Há polémica em relação à imagem de Tiradentes, uma vez que historiadores garantem que o quadro do pintor Pedro América, de 1893, foi retratado um Tiradentes de cabelos longos, barba espessa e expressão serena, muito semelhante às tradicionais imagens de Jesus Cristo. Pedro Américo é o mesmo que pintou de forma épica, 66 anos após o quadro o  ‘Grito do Ipiranga’, referente à Independência


A imagem divulgada semelhante a Jesus Cristo, como se fosse de Tiradentes, o que dificulta saber como era na realidade o personagem da História do Brasil | Imagem: Freepik

O Dia de Tiradentes, celebrado nesta segunda-feira, 21 de abril, consta no calendário brasileiro como uma homenagem a Joaquim José da Silva Xavier, o dentista prático mineiro conhecido como Tiradentes. Ele é um personagem da História do Brasil, conhecido por ter sido enforcado pela sua participação na conspiração que foi planejada contra a Coroa portuguesa, denominada de Inconfidência Mineira.

Esse dia foi estabelecido como feriado nacional por meio do Decreto 155-B, de 14 de janeiro de 1890, assinado pelo primeiro presidente após o fim da Coroa portuguesa, o marechal Manuel Deodoro da Fonseca. Posteriormente, foi reafirmado como feriado nacional por meio da Lei Nº 662, de 6 de abril de 1949 e a a Lei Nº 1.266, de 8 de dezembro de 1950, ambas assinada pelo ex-presidente Eurico Gaspar Dutra. E reconfirmada pela Lei Nº 10.607, de 19 de dezembro de 2002, pelo ex-presidente Fernando Henrique Cardoso.

O feriado a Tiradentes foi parte da iniciativa dos defensores da república, na década de 1890, de estabelecer Tiradentes como um herói nacional e grande defensor da república. “Tiradentes” era o apelido de Joaquim José da Silva Xavier. Ele não possuía formação escolar completa para atuar como dentista, mas dominava o uso de ferramentas e sabia realizar extrações dentárias e dessa forma trabalhava como dentista prático.

Decreto do marechal Deodoro da Fonseca estabelece o dia 21 de abril como feriado nacional | Imagem: Biblioteca do Senado

Inconfidência mineira

O movimento do qual participava, denominado pela Coroa portuguesa de  Inconfidência mineira, por terem conspirado contra o Governo imperial, não tinha raízes populares e nem foi uma revolta. Era a insatisfação da elite econômica da época, como grandes extrativistas de ouro, fazendeiros, padres e até elite militar. Tiradentes era o mais pobre entre os chamados inconfidentes. Ele era quarto entre os sete filhos de Domingos da Silva Santos, um fazendeiro de origem portuguesa, e de Antônia da Encarnação Xavier.
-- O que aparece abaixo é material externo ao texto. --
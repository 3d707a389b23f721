//! Pending spawns: broadcast fan-out, the clone protocol, timers
//!
//! Triggering events never execute anything. They are recorded here as
//! pending groups and admitted by the scheduler no earlier than the tick
//! after they were recorded. That one-tick admission delay is the central
//! invariant of the engine: an event is never observable as "already ran
//! its handlers" within the tick that produced it.

use serde::{Deserialize, Serialize};

use super::actor::ActorRegistry;
use super::instance::{InstanceId, InstanceStore};
use super::script::BodyId;
use super::thread::GroupId;

/// The triggering event a group of threads was spawned by
#[derive(Debug, Clone, PartialEq, Eq, Serialize, Deserialize)]
pub enum SpawnEvent {
    /// A named broadcast
    Broadcast {
        /// Broadcast name
        name: String,
        /// Instance that issued the broadcast, if it came from a script
        origin: Option<InstanceId>,
    },
    /// The deferred start phase of a clone
    CloneStart {
        /// The freshly created clone
        instance: InstanceId,
    },
    /// Project start
    Startup,
    /// A timer handler coming due
    Timer {
        /// Tick (relative to start) the handler was scheduled for
        due_tick: u64,
    },
}

/// One thread-to-be within a pending group
#[derive(Debug, Clone, Copy, PartialEq, Eq, Serialize, Deserialize)]
pub struct SpawnEntry {
    /// Instance the thread will run against
    pub instance: InstanceId,
    /// Handler body it will execute
    pub body: BodyId,
}

/// A triggering event's worth of not-yet-admitted threads
///
/// Held exclusively by the pending queue until admitted, then converted
/// into a thread group and discarded.
#[derive(Debug)]
pub struct PendingGroup {
    /// Group identity, assigned at record time
    pub id: GroupId,
    /// The event that produced this group
    pub event: SpawnEvent,
    /// Threads to create, in spawn order
    pub entries: Vec<SpawnEntry>,
}

#[derive(Debug)]
struct TimerSpawn {
    due_tick: u64,
    group: PendingGroup,
}

/// Recorder of spawn requests and owner of the group id counter
#[derive(Debug, Default)]
pub struct EffectQueue {
    next_group: u64,
    pending: Vec<PendingGroup>,
    timers: Vec<TimerSpawn>,
}

impl EffectQueue {
    /// Create an empty queue
    pub fn new() -> Self {
        Self::default()
    }

    fn allocate(&mut self) -> GroupId {
        let id = GroupId(self.next_group);
        self.next_group += 1;
        id
    }

    /// Record a broadcast: scan every actor's handlers for an exact,
    /// case-sensitive name match and enqueue one pending group covering
    /// each matching handler on each live instance
    ///
    /// A broadcast matching nothing allocates an id but enqueues nothing,
    /// leaving all state unchanged.
    pub fn broadcast(
        &mut self,
        name: &str,
        origin: Option<InstanceId>,
        actors: &ActorRegistry,
        instances: &InstanceStore,
    ) -> GroupId {
        let id = self.allocate();

        let mut entries = Vec::new();
        for (actor_id, actor) in actors.iter() {
            let bodies: Vec<BodyId> = actor.broadcast_bodies(name).collect();
            if bodies.is_empty() {
                continue;
            }
            for instance in instances.instances_of(actor_id) {
                for &body in &bodies {
                    entries.push(SpawnEntry { instance, body });
                }
            }
        }

        tracing::debug!(name, group = %id, threads = entries.len(), "broadcast recorded");
        if !entries.is_empty() {
            self.pending.push(PendingGroup {
                id,
                event: SpawnEvent::Broadcast {
                    name: name.to_string(),
                    origin,
                },
                entries,
            });
        }
        id
    }

    /// Clone an instance: the synchronous create phase of the two-phase
    /// protocol
    ///
    /// Allocates a fresh instance under the source's actor, value-copies
    /// the entire current attribute mapping, and records the deferred
    /// start phase (the actor's clone-start handlers against the new
    /// instance). Cloning an already-removed instance is a silent no-op.
    pub fn clone_instance(
        &mut self,
        source: InstanceId,
        actors: &ActorRegistry,
        instances: &mut InstanceStore,
    ) -> Option<InstanceId> {
        let Ok(record) = instances.get(source) else {
            tracing::debug!(source = %source, "clone of removed instance ignored");
            return None;
        };
        let actor = record.actor;
        let attributes = record.attributes().clone();

        let clone = instances.create(actor, attributes, Some(source));
        tracing::debug!(source = %source, clone = %clone, "clone created");

        let entries: Vec<SpawnEntry> = actors
            .get(actor)
            .clone_start_bodies()
            .map(|body| SpawnEntry {
                instance: clone,
                body,
            })
            .collect();
        if !entries.is_empty() {
            let id = self.allocate();
            self.pending.push(PendingGroup {
                id,
                event: SpawnEvent::CloneStart { instance: clone },
                entries,
            });
        }
        Some(clone)
    }

    /// Record the startup event: one pending group covering every
    /// startup handler on every live instance
    pub fn startup(&mut self, actors: &ActorRegistry, instances: &InstanceStore) -> GroupId {
        let id = self.allocate();

        let mut entries = Vec::new();
        for (actor_id, actor) in actors.iter() {
            let bodies: Vec<BodyId> = actor.startup_bodies().collect();
            if bodies.is_empty() {
                continue;
            }
            for instance in instances.instances_of(actor_id) {
                for &body in &bodies {
                    entries.push(SpawnEntry { instance, body });
                }
            }
        }

        tracing::debug!(group = %id, threads = entries.len(), "startup recorded");
        if !entries.is_empty() {
            self.pending.push(PendingGroup {
                id,
                event: SpawnEvent::Startup,
                entries,
            });
        }
        id
    }

    /// Schedule every timer handler relative to the given start tick
    ///
    /// Each timer handler becomes its own pending group, binding the
    /// instances live right now; it is admitted on the tick it comes due.
    pub fn schedule_timers(
        &mut self,
        actors: &ActorRegistry,
        instances: &InstanceStore,
        start_tick: u64,
    ) {
        for (actor_id, actor) in actors.iter() {
            for (ticks, body) in actor.timer_bodies() {
                let entries: Vec<SpawnEntry> = instances
                    .instances_of(actor_id)
                    .into_iter()
                    .map(|instance| SpawnEntry { instance, body })
                    .collect();
                if entries.is_empty() {
                    continue;
                }
                let id = self.allocate();
                self.timers.push(TimerSpawn {
                    due_tick: start_tick + ticks,
                    group: PendingGroup {
                        id,
                        event: SpawnEvent::Timer {
                            due_tick: start_tick + ticks,
                        },
                        entries,
                    },
                });
            }
        }
    }

    /// Take every group recorded before the current tick began, plus the
    /// timer spawns that have come due
    pub fn drain_admissible(&mut self, current_tick: u64) -> Vec<PendingGroup> {
        let mut admitted = std::mem::take(&mut self.pending);

        let mut index = 0;
        while index < self.timers.len() {
            if self.timers[index].due_tick <= current_tick {
                admitted.push(self.timers.remove(index).group);
            } else {
                index += 1;
            }
        }
        admitted
    }

    /// Group ids recorded but not yet admitted (timers included)
    pub fn pending_ids(&self) -> impl Iterator<Item = GroupId> + '_ {
        self.pending
            .iter()
            .map(|group| group.id)
            .chain(self.timers.iter().map(|timer| timer.group.id))
    }

    /// Number of pending groups, timers included
    pub fn pending_count(&self) -> usize {
        self.pending.len() + self.timers.len()
    }

    /// Discard every pending group and timer without admitting them
    pub fn clear(&mut self) {
        self.pending.clear();
        self.timers.clear();
    }
}

#[cfg(test)]
mod tests {
    use super::*;
    use crate::runtime::actor::Actor;
    use std::collections::BTreeMap;

    fn fixture() -> (ActorRegistry, InstanceStore) {
        let mut actors = ActorRegistry::new();
        let alien = actors
            .register(
                Actor::new("Alien")
                    .on_broadcast("go", BodyId(0))
                    .on_clone_start(BodyId(1)),
            )
            .unwrap();
        let mut instances = InstanceStore::new();
        instances.create(alien, BTreeMap::new(), None);
        (actors, instances)
    }

    #[test]
    fn test_broadcast_enqueues_without_running() {
        let (actors, instances) = fixture();
        let mut effects = EffectQueue::new();

        let before = instances.len();
        effects.broadcast("go", None, &actors, &instances);

        assert_eq!(instances.len(), before);
        assert_eq!(effects.pending_count(), 1);
    }

    #[test]
    fn test_zero_match_broadcast_is_a_no_op() {
        let (actors, instances) = fixture();
        let mut effects = EffectQueue::new();

        let id = effects.broadcast("unheard-of", None, &actors, &instances);

        assert_eq!(effects.pending_count(), 0);
        // The id is still allocated, so waiting on it is satisfiable.
        assert!(effects.pending_ids().all(|pending| pending != id));
    }

    #[test]
    fn test_clone_copies_attributes_and_defers_start() {
        let mut actors = ActorRegistry::new();
        let alien = actors
            .register(Actor::new("Alien").on_clone_start(BodyId(9)))
            .unwrap();
        let mut instances = InstanceStore::new();
        let source = instances.create(
            alien,
            BTreeMap::from([("hp".to_string(), serde_json::json!(3))]),
            None,
        );
        let mut effects = EffectQueue::new();

        let clone = effects
            .clone_instance(source, &actors, &mut instances)
            .unwrap();

        assert_ne!(clone, source);
        assert_eq!(
            instances.attribute(clone, "hp").unwrap(),
            serde_json::json!(3)
        );
        assert_eq!(effects.pending_count(), 1);

        // Value copy, not shared: mutating the source leaves the clone alone.
        instances
            .set_attribute(source, "hp", serde_json::json!(1))
            .unwrap();
        assert_eq!(
            instances.attribute(clone, "hp").unwrap(),
            serde_json::json!(3)
        );
    }

    #[test]
    fn test_clone_of_removed_instance_is_ignored() {
        let (actors, mut instances) = fixture();
        let source = instances.instances_of(crate::runtime::actor::ActorId(0))[0];
        instances.remove(source);
        let mut effects = EffectQueue::new();

        assert!(effects
            .clone_instance(source, &actors, &mut instances)
            .is_none());
        assert_eq!(effects.pending_count(), 0);
        assert!(instances.is_empty());
    }

    #[test]
    fn test_drain_takes_timers_only_when_due() {
        let mut actors = ActorRegistry::new();
        let actor = actors
            .register(Actor::new("Clock").on_timer(3, BodyId(0)))
            .unwrap();
        let mut instances = InstanceStore::new();
        instances.create(actor, BTreeMap::new(), None);
        let mut effects = EffectQueue::new();

        effects.schedule_timers(&actors, &instances, 0);
        assert_eq!(effects.pending_count(), 1);

        assert!(effects.drain_admissible(2).is_empty());
        let due = effects.drain_admissible(3);
        assert_eq!(due.len(), 1);
        assert!(matches!(due[0].event, SpawnEvent::Timer { due_tick: 3 }));
    }
}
Após a morte precoce dos pais, desenvolveu diversas habilidades e exerceu diferentes profissões ao longo da vida, atuando como comerciante, tropeiro, minerador e militar nas regiões de Minas Gerais e do Rio de Janeiro.

Influenciada pelas ideias do iluminismo no século 18, que defendia mais liberdade e menos absolutismo, insatisfeita com os elevados tributos cobrados pela Coroa, a elite mineira idealizou estabelecer em Minas Gerais uma república autônoma e se livrar do domínio português.

Quinto e a derrama

A insatisfação da elite econômica mineira vinha da cobrança pelo Império de impostos considerados como abusivos. Era o Quinto, um imposto onde o fazendeiro, os exploradores de ouro e até os comerciantes,  eram obrigados a entregar 20%,. daí denominado de quinta. Com as minas de ouro se exaurindo, os exploradores  não conseguiam pagar o tributo. Para obrigar ao pagamento, o Governo português instituiu a Derrama, uma cobrança forçada que autorizava autoridades fiscais a confiscar bens e propriedades para cobrir os valores considerados como devidos.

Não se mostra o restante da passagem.